Vector Informatikとともに展開を縦横に拡大

 より良い製品を開発していく上でハードウェアとソフトウェアは両輪となる。通信機能の進化によって他の製品と連携したサービス提供も視野に入れていく時代となり、ソフトウェアの重要性はより高まっている。

 例えば、自動運転車やコネクテッドカーへと進化している自動車のソフトウェア規模は急激に増大している。バーリョー氏は「ソフトウェアは差異化を図っていく上でより大きな役割を果たすようになっています。連動するようにソフトウェアの規模も増大していますが、もちろん品質もきちんと確保されなければなりません。品質確保に必須のテストを効率化する上で、仕様変更に柔軟に対応できる変更ベーステストが可能なVectorCASTは大きく貢献できます」と強調する。

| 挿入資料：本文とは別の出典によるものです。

//! External process capability
//!
//! Every package-manager call goes through [`CommandRunner`]: run a program
//! (optionally behind a privilege-escalation prefix), capture its output and
//! enforce a timeout. Tool presence goes through [`ToolProbe`] so callers can
//! swap in a fixed capability table instead of touching real binaries.

mod command_exec;
mod probe;

pub use command_exec::run_command_with_timeout;
pub use probe::{StaticProbe, ToolProbe, ToolTable, WhichProbe};

use crate::error::Result;
use crate::project_identity;
use std::fmt;
use std::process::Command;
use std::time::Duration;

/// Default escalation agent used for mutating package-manager calls
pub const DEFAULT_ESCALATION: &str = "pkexec";

/// A single external invocation
#[derive(Debug, Clone, PartialEq, Eq)]
pub struct CommandSpec {
    pub program: String,
    pub args: Vec<String>,
    pub privileged: bool,
    pub timeout: Duration,
}

impl CommandSpec {
    pub fn new<I, S>(program: &str, args: I) -> Self
    where
        I: IntoIterator<Item = S>,
        S: Into<String>,
    {
        Self {
            program: program.to_string(),
            args: args.into_iter().map(Into::into).collect(),
            privileged: false,
            timeout: Duration::from_secs(crate::constants::QUERY_TIMEOUT_SECS),
        }
    }

    pub fn privileged(mut self) -> Self {
        self.privileged = true;
        self
    }

    pub fn timeout_secs(mut self, secs: u64) -> Self {
        self.timeout = Duration::from_secs(secs);
        self
    }
}

impl fmt::Display for CommandSpec {
    fn fmt(&self, f: &mut fmt::Formatter<'_>) -> fmt::Result {
        let mut parts = Vec::with_capacity(self.args.len() + 1);
        parts.push(self.program.as_str());
        parts.extend(self.args.iter().map(String::as_str));
        match shlex::try_join(parts.iter().copied()) {
            Ok(joined) => f.write_str(&joined),
            Err(_) => f.write_str(&parts.join(" ")),
        }
    }
}

/// Captured result of a finished process
#[derive(Debug, Clone, Default, PartialEq, Eq)]
pub struct CommandOutput {
    pub success: bool,
    pub code: Option<i32>,
    pub stdout: String,
    pub stderr: String,
}

impl CommandOutput {
    /// Diagnostic text for a failed run: stderr when present, else stdout.
    pub fn diagnostics(&self) -> &str {
        if self.stderr.trim().is_empty() {
            &self.stdout
        } else {
            &self.stderr
        }
    }
}

/// Run a command, capture output, enforce its timeout.
///
/// Implementations return `Err` only when the process could not be run to
/// completion (spawn failure, timeout); a non-zero exit is a normal
/// `CommandOutput` with `success == false`.
pub trait CommandRunner: Send + Sync {
    fn run(&self, spec: &CommandSpec) -> Result<CommandOutput>;
}

/// Runs real processes, prefixing privileged calls with an escalation agent.
#[derive(Debug, Clone)]
pub struct SystemRunner {
    escalation: Vec<String>,
}

impl SystemRunner {
    pub fn new(escalation: Vec<String>) -> Self {
        Self { escalation }
    }

    /// Escalation prefix from `SNAPWIZ_ESCALATION` (shell-word split), else `pkexec`.
    ///
    /// An empty value disables escalation entirely.
    pub fn from_env() -> Self {
        let escalation = match std::env::var(project_identity::env_key("ESCALATION")) {
            Ok(value) => shlex::split(&value).unwrap_or_default(),
            Err(_) => vec![DEFAULT_ESCALATION.to_string()],
        };
        Self::new(escalation)
    }

    pub fn escalation(&self) -> &[String] {
        &self.escalation
    }

    pub(crate) fn build_command(&self, spec: &CommandSpec) -> Command {
        match self.escalation.split_first() {
            Some((agent, agent_args)) if spec.privileged => {
                let mut cmd = Command::new(agent);
                cmd.args(agent_args).arg(&spec.program).args(&spec.args);
                cmd
            }
            _ => {
                let mut cmd = Command::new(&spec.program);
                cmd.args(&spec.args);
                cmd
            }
        }
    }
}

impl Default for SystemRunner {
    fn default() -> Self {
        Self::from_env()
    }
}

impl CommandRunner for SystemRunner {
    fn run(&self, spec: &CommandSpec) -> Result<CommandOutput> {
        let mut cmd = self.build_command(spec);
        let output = run_command_with_timeout(&mut cmd, &spec.to_string(), spec.timeout)?;
        Ok(CommandOutput {
            success: output.status.success(),
            code: output.status.code(),
            stdout: String::from_utf8_lossy(&output.stdout).into_owned(),
            stderr: String::from_utf8_lossy(&output.stderr).into_owned(),
        })
    }
}

/// True when the current process runs as root.
#[cfg(unix)]
pub fn is_root() -> bool {
    use std::os::unix::fs::MetadataExt;
    std::fs::metadata("/proc/self")
        .map(|meta| meta.uid() == 0)
        .unwrap_or(false)
}

#[cfg(not(unix))]
pub fn is_root() -> bool {
    false
}

/// Whether mutating package operations can be attempted at all.
pub fn has_install_privileges(probe: &dyn ToolProbe) -> bool {
    is_root() || probe.has("pkexec") || probe.has("sudo")
}

#[cfg(test)]
pub(crate) mod testing;

#[cfg(test)]
mod tests {
    use super::*;

    #[test]
    fn privileged_commands_get_agent_prefix() {
        let runner = SystemRunner::new(vec!["sudo".into(), "-n".into()]);
        let spec = CommandSpec::new("apt", ["install", "-y", "/tmp/a.deb"]).privileged();
        let debug = format!("{:?}", runner.build_command(&spec));
        assert!(debug.starts_with("\"sudo\" \"-n\" \"apt\""), "{debug}");
    }

    #[test]
    fn unprivileged_commands_run_directly() {
        let runner = SystemRunner::new(vec!["pkexec".into()]);
        let spec = CommandSpec::new("rpm", ["-qa"]);
        let debug = format!("{:?}", runner.build_command(&spec));
        assert!(!debug.contains("pkexec"));
    }

    #[test]
    fn empty_escalation_runs_directly() {
        let runner = SystemRunner::new(Vec::new());
        let spec = CommandSpec::new("dnf", ["install", "-y", "x.rpm"]).privileged();
        let debug = format!("{:?}", runner.build_command(&spec));
        assert!(debug.starts_with("\"dnf\""));
    }

    #[test]
    fn spec_display_quotes_arguments() {
        let spec = CommandSpec::new("apt", ["install", "/tmp/my pkg.deb"]);
        assert_eq!(spec.to_string(), "apt install '/tmp/my pkg.deb'");
    }

    #[test]
    fn diagnostics_prefer_stderr() {
        let out = CommandOutput {
            success: false,
            code: Some(1),
            stdout: "partial".into(),
            stderr: "E: broken".into(),
        };
        assert_eq!(out.diagnostics(), "E: broken");

        let quiet = CommandOutput {
            stderr: "  ".into(),
            ..out
        };
        assert_eq!(quiet.diagnostics(), "partial");
    }

    #[cfg(unix)]
    #[test]
    fn system_runner_captures_output() {
        let runner = SystemRunner::new(Vec::new());
        let spec = CommandSpec::new("sh", ["-c", "echo out; echo err >&2; exit 3"]);
        let out = runner.run(&spec).expect("run");
        assert!(!out.success);
        assert_eq!(out.code, Some(3));
        assert_eq!(out.stdout.trim(), "out");
        assert_eq!(out.stderr.trim(), "err");
    }
}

 Vector Softwareは2017年1月付けで、ドイツのVector Informatikの100%子会社となった。Vector Informatikは、自動車分野を中心に組み込みソフトウェアの機能テストやブラックボックステストに注力してきた企業だ。Vector Software 営業およびマーケティングオペレーション バイスプレジデントのマッツ・ラーソン(Mats Larsson)氏は「今後は、Vector Informatikの製品群と、VectorCASTが提供する単体テストやシステムテストの自動化ソリューションを組み合わせることにより、グループとしてソフトウェアテストを統合的にサポートできるようになります」と説明する。

 自動車業界が中核顧客であるVector Informatikにとって、さまざまな業界に採用されているVectorCASTの存在は、新たな顧客拡大のチャンスでもある。「例えば日本国内であれば、Vector Softwareは横浜に拠点を構えているが、これに加えて、Vector Informatikの日本法人であるベクター・ジャパンが展開する東名阪の拠点を活用して、両社の相乗効果を発揮していきたい」(ラーソン氏)という。

Vector Softwareのマッツ・ラーソン氏(左)とスティーブ・バーリョー氏(右) Vector Software 営業およびマーケティングオペレーション バイスプレジデントのマッツ・ラーソン氏(左)と同社アジア太平洋地域担当 販売・技術ディレクターのスティーブ・バーリョー氏(右)

 なお、Vector Softwareは、2017年11月15〜17日にパシフィコ横浜で開催される「Embedded Technology 2017(ET 2017)」に出展し、組み込みソフトウェアのテスト自動化ソリューションであるVectorCASTの利点や採用事例などを発表する予定だ。この機会に、変更ベーステストのメリットを確かめてみてはいかがだろうか。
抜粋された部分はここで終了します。